The boy mumbled something about travel-sized holy water containers. “What we need is proper documentation,” he said.

The vampire gave it some thought. “In the TV, people forge their documents. Could such a thing work?”

“It couldn’t hurt to try,” replied Simon.

He was wrong. It did hurt. At least, it hurt Yulric, who took the full brunt of the 240-pound dock official’s tackle. The look of terror on the man’s face when the vampire exploded into a thousand spiders and crawled all over him was barely consolation.

“I think we need better documents,” said the boy as the vampire reconstituted himself back at the house.

Yulric examined the parchment documents with their impressive calligraphy and hand-drawn borders. To him, they looked more official than anything machine-made. “What do you suggest?” he asked, ripping apart two days of painstaking artistry.

“Well, once I have an adult with me, I can get a proper, legal passport,” Simon reasoned. “The problem is you. You don’t have a social security number or birth certificate.”

“Bah,” the vampire scoffed. “I can find my way on board easily enough.”

“And what happens when someone opens the cargo hold in the middle of the day?” asked the boy.
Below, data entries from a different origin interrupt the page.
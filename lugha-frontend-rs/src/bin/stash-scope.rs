use std::collections::{BTreeMap, BTreeSet};
use std::fs::File;
use std::io::Read;
use std::path::PathBuf;

use chrono::{DateTime, Utc};
use language_utils::{CategoryId, ItemId, Language};
use lugha_frontend_rs::{DifficultWordRecord, ResumableSession, Settings, StoredKey};
use stash::{KeyValueStore, MemoryStore, read_json};

#[derive(Default)]
struct CategoryReport {
    learned: Option<usize>,
    completed: bool,
    in_progress: Option<String>,
}

#[derive(Default)]
struct Survey {
    languages: BTreeMap<Language, LanguageReport>,
    malformed: Vec<String>,
    foreign: Vec<String>,
}

#[derive(Default)]
struct LanguageReport {
    categories: BTreeMap<CategoryId, CategoryReport>,
    difficult_words: Option<(usize, usize)>,
    migrated: bool,
    legacy_words: Option<usize>,
}

fn main() {
    let args: Vec<String> = std::env::args().collect();

    if args.len() != 2 {
        eprintln!("Usage: {} <path-to-storage-export.json>", args[0]);
        eprintln!("\nThe export is a JSON object of key -> stored string, e.g. the output of");
        eprintln!("  JSON.stringify(Object.fromEntries(Object.entries(localStorage)))");
        std::process::exit(1);
    }

    let file_path = PathBuf::from(&args[1]);

    let mut file = match File::open(&file_path) {
        Ok(f) => f,
        Err(e) => {
            eprintln!("Error opening file '{}': {}", file_path.display(), e);
            std::process::exit(1);
        }
    };

    let mut text = String::new();
    if let Err(e) = file.read_to_string(&mut text) {
        eprintln!("Error reading file '{}': {}", file_path.display(), e);
        std::process::exit(1);
    }

    let entries: BTreeMap<String, String> = match serde_json::from_str(&text) {
        Ok(entries) => entries,
        Err(e) => {
            eprintln!("File is not a key -> string JSON object: {e}");
            std::process::exit(1);
        }
    };

    let store = MemoryStore::from_snapshot(entries);
    let keys = match store.keys() {
        Ok(keys) => keys,
        Err(e) => {
            eprintln!("Could not list keys: {e}");
            std::process::exit(1);
        }
    };

    println!("StashScope - learner progress analyzer");
    println!("======================================");
    println!("File: {}", file_path.display());
    println!("Keys: {}", keys.len());
    println!();

    let survey = survey(&store, &keys, Utc::now(), &Settings::default());

    for (language, report) in &survey.languages {
        println!("[{language}]");
        println!(
            "  migrated to categories: {}",
            if report.migrated { "yes" } else { "no" }
        );
        if let Some(words) = report.legacy_words {
            println!("  legacy learned words: {words}");
        }
        if let Some((total, fresh)) = report.difficult_words {
            println!("  difficult words: {total} stored, {fresh} from the last day");
        }
        for (category, category_report) in &report.categories {
            let learned = category_report
                .learned
                .map_or_else(|| "-".to_string(), |n| n.to_string());
            println!(
                "  {category}: {learned} learned{}",
                if category_report.completed {
                    ", completed"
                } else {
                    ""
                }
            );
            if let Some(in_progress) = &category_report.in_progress {
                println!("    in progress: {in_progress}");
            }
        }
        println!();
    }

    if !survey.foreign.is_empty() {
        println!(
            "{} key(s) not written by the drill engine:",
            survey.foreign.len()
        );
        for key in &survey.foreign {
            println!("  {key}");
        }
        println!();
    }

    if !survey.malformed.is_empty() {
        println!(
            "{} value(s) would be treated as empty on load:",
            survey.malformed.len()
        );
        for key in &survey.malformed {
            println!("  {key}");
        }
    }
}

/// Classify every stored key by language and category.
fn survey(
    store: &impl KeyValueStore,
    keys: &[String],
    now: DateTime<Utc>,
    settings: &Settings,
) -> Survey {
    let mut survey = Survey::default();

    for raw in keys {
        let Some(key) = StoredKey::parse(raw) else {
            survey.foreign.push(raw.clone());
            continue;
        };
        match key {
            StoredKey::LearnedWords(key) => {
                let learned = read_json::<BTreeSet<ItemId>>(store, raw).map(|set| set.len());
                if learned.is_none() {
                    survey.malformed.push(raw.clone());
                }
                survey
                    .languages
                    .entry(key.language)
                    .or_default()
                    .categories
                    .entry(key.category)
                    .or_default()
                    .learned = learned;
            }
            StoredKey::Completed(key) => {
                survey
                    .languages
                    .entry(key.language)
                    .or_default()
                    .categories
                    .entry(key.category)
                    .or_default()
                    .completed = read_json(store, raw).unwrap_or(false);
            }
            StoredKey::InProgress(key) => {
                let description = match read_json::<ResumableSession>(store, raw) {
                    Some(session) => format!(
                        "{:?} {:?} at {}, saved {} ({})",
                        session.mode,
                        session.phase,
                        session.queue_position,
                        session.timestamp,
                        if session.is_fresh(now, settings.resume_window()) {
                            "resumable"
                        } else {
                            "expired"
                        }
                    ),
                    None => {
                        survey.malformed.push(raw.clone());
                        "MALFORMED".to_string()
                    }
                };
                survey
                    .languages
                    .entry(key.language)
                    .or_default()
                    .categories
                    .entry(key.category)
                    .or_default()
                    .in_progress = Some(description);
            }
            StoredKey::DifficultWords(language) => {
                match read_json::<Vec<DifficultWordRecord>>(store, raw) {
                    Some(records) => {
                        let window = settings.difficult_words_window();
                        let fresh = records
                            .iter()
                            .filter(|record| now.signed_duration_since(record.last_failure) < window)
                            .count();
                        survey.languages.entry(language).or_default().difficult_words =
                            Some((records.len(), fresh));
                    }
                    None => survey.malformed.push(raw.clone()),
                }
            }
            StoredKey::MigrationMarker(language) => {
                survey.languages.entry(language).or_default().migrated =
                    read_json(store, raw).unwrap_or(false);
            }
            StoredKey::LegacyLearnedWords(language) => {
                let words = read_json::<Vec<ItemId>>(store, raw).map(|words| words.len());
                if words.is_none() {
                    survey.malformed.push(raw.clone());
                }
                survey.languages.entry(language).or_default().legacy_words = words;
            }
        }
    }
    survey
}
use language_utils::{CategoryKey, Language};
use serde::{Deserialize, Serialize};

use crate::config::DrillMode;
use crate::tracker::SessionSummary;

/// What the presentation layer gets told about, outside the call that caused it.
#[derive(Clone, Debug, Serialize, Deserialize, PartialEq, Eq, tsify::Tsify)]
#[tsify(into_wasm_abi, from_wasm_abi)]
#[serde(tag = "type", rename_all = "camelCase")]
pub enum ProgressEvent {
    #[serde(rename_all = "camelCase")]
    SessionCompleted {
        language: Language,
        category: Option<String>,
        mode: DrillMode,
        summary: SessionSummary,
    },
    /// Progress could not be written even after retrying.
    #[serde(rename_all = "camelCase")]
    SaveFailed { key: String, message: String },
    #[serde(rename_all = "camelCase")]
    CategoryCompleted { language: Language, category: String },
    #[serde(rename_all = "camelCase")]
    DifficultWordsChanged { language: Language },
}

impl ProgressEvent {
    pub fn category_completed(key: &CategoryKey) -> Self {
        ProgressEvent::CategoryCompleted {
            language: key.language,
            category: key.category.to_string(),
        }
    }

    pub fn save_failed(error: &crate::progress::SaveError) -> Self {
        ProgressEvent::SaveFailed {
            key: error.key.clone(),
            message: error.to_string(),
        }
    }
}
use std::collections::BTreeSet;

use language_utils::{ItemId, VocabularyItem};
use rand::Rng;
use rand::seq::SliceRandom;
use serde::{Deserialize, Serialize};

/// A multiple-choice question for one item.
#[derive(Clone, Debug, Serialize, Deserialize, PartialEq, Eq, tsify::Tsify)]
#[tsify(into_wasm_abi, from_wasm_abi)]
#[serde(rename_all = "camelCase")]
pub struct Prompt {
    pub item: ItemId,
    pub question: String,
    pub options: Vec<String>,
    pub answer: String,
    #[serde(default)]
    pub audio: Option<String>,
}

#[derive(Debug, Clone, PartialEq, Eq, thiserror::Error)]
pub enum PromptError {
    #[error("No distractors available for {item}")]
    InsufficientDistractors { item: ItemId },

    #[error("{item} has no answer to ask for")]
    EmptyAnswer { item: ItemId },
}

/// Pick up to `options_count - 1` distinct, non-empty distractors from `pool`
/// and shuffle them in with `correct`.
///
/// When the pool is short the option list shrinks instead of failing; only a
/// pool with no usable distractor at all is an error.
pub fn build_options(
    item: &ItemId,
    correct: &str,
    pool: &[&str],
    options_count: usize,
    rng: &mut impl Rng,
) -> Result<Vec<String>, PromptError> {
    if correct.trim().is_empty() {
        return Err(PromptError::EmptyAnswer { item: item.clone() });
    }

    let candidates: Vec<&str> = pool
        .iter()
        .copied()
        .filter(|candidate| !candidate.trim().is_empty() && *candidate != correct)
        .collect::<BTreeSet<_>>()
        .into_iter()
        .collect();
    if candidates.is_empty() {
        return Err(PromptError::InsufficientDistractors { item: item.clone() });
    }

    let wanted = options_count.saturating_sub(1).max(1);
    if candidates.len() < wanted {
        log::warn!(
            "Only {} distractor(s) for {item}, wanted {wanted}; showing fewer options",
            candidates.len()
        );
    }

    let mut options: Vec<String> = candidates
        .choose_multiple(rng, wanted)
        .map(|candidate| candidate.to_string())
        .collect();
    options.push(correct.to_string());
    options.shuffle(rng);
    Ok(options)
}

pub fn build_prompt(
    item: &VocabularyItem,
    pool: &[&str],
    options_count: usize,
    rng: &mut impl Rng,
) -> Result<Prompt, PromptError> {
    let options = build_options(&item.id, &item.translation, pool, options_count, rng)?;
    Ok(Prompt {
        item: item.id.clone(),
        question: item.word.clone(),
        options,
        answer: item.translation.clone(),
        audio: item.audio.clone(),
    })
}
“What of the Dracula plan?” Yulric suggested.

“Shipping you in a coffin? We’d still need a grown-up to be my”—Simon rolled his eyes—“chaperone.”

“That should not be difficult to provide,” Yulric offered.

Simon glared at his counterpart. “A
willing
chaperone.”

The vampire glowered. “I thought you wanted to save your sister.”

“If we rescue her and it isn’t to her liking, she’ll take away my library card and won’t pay the cable bill.” Yulric hissed.

“Exactly,” Simon went on, “so unless you know someone with a lot of spare time on their hands, who owes you a favor, we move on.” Simon flipped a few more pages in his notebook. However, there was a decided lack of clacking from the vampire. He looked up. The vampire was smiling again. “I’m not going to like this, am I?”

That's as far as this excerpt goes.